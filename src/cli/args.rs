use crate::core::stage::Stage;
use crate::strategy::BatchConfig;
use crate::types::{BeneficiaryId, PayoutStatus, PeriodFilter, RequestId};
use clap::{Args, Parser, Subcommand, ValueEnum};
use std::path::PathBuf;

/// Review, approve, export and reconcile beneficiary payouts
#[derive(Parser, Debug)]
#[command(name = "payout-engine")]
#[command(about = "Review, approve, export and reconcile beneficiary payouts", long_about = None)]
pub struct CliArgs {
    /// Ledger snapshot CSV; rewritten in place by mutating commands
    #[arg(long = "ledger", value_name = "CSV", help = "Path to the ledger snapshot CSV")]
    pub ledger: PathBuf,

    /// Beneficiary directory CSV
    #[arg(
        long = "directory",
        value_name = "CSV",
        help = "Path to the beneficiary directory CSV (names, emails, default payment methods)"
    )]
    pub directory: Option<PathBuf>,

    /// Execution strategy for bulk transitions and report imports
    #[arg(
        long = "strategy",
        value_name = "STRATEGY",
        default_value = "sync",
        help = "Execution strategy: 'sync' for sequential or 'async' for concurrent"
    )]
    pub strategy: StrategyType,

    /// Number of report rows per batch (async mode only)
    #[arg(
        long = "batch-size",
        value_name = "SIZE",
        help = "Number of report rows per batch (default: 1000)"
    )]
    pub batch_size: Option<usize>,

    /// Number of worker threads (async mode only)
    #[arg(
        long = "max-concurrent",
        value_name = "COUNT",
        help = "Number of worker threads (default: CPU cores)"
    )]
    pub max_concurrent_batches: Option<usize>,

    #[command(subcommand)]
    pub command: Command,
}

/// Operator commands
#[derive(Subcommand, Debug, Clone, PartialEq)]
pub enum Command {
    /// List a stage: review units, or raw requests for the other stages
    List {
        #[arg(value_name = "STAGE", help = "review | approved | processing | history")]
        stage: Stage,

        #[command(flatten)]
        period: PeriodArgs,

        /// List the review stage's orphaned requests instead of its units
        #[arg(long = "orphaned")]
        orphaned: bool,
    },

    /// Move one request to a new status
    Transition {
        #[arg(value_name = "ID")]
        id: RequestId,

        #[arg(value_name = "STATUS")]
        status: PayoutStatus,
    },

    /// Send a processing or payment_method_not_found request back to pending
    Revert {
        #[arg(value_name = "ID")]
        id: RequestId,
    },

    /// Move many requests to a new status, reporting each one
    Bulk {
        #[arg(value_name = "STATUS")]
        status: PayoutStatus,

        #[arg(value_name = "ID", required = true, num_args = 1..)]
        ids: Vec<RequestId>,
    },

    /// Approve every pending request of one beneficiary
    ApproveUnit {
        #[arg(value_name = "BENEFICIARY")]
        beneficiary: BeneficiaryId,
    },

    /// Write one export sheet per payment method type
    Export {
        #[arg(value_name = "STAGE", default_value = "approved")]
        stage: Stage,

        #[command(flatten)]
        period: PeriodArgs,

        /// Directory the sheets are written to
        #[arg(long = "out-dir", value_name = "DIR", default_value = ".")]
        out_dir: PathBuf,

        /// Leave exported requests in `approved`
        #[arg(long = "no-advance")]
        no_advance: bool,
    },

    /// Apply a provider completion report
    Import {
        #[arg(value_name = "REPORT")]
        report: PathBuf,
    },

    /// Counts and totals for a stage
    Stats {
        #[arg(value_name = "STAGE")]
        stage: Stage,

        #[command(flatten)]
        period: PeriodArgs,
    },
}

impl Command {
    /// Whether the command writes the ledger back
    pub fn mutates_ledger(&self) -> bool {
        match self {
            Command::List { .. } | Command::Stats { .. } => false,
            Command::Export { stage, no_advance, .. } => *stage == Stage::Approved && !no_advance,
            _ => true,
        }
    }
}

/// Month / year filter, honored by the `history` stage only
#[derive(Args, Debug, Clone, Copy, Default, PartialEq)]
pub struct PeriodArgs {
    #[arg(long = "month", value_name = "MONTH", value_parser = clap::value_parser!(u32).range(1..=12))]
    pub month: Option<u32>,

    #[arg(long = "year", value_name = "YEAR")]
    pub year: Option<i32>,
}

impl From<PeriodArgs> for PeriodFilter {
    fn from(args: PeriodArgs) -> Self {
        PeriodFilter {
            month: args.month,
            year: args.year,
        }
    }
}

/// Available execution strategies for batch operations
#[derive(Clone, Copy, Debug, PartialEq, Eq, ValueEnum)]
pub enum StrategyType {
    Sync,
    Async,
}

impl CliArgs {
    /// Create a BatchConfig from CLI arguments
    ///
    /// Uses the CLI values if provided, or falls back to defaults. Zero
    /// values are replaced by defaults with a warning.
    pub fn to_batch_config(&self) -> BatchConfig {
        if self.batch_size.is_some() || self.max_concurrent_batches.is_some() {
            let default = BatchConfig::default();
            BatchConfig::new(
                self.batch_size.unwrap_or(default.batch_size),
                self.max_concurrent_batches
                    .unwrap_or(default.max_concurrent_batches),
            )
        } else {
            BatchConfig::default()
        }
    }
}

──────────────────────────────

Filter the records above for lines with "clap".

use clap::{Args, Parser, Subcommand, ValueEnum};
    #[arg(long = "month", value_name = "MONTH", value_parser = clap::value_parser!(u32).range(1..=12))]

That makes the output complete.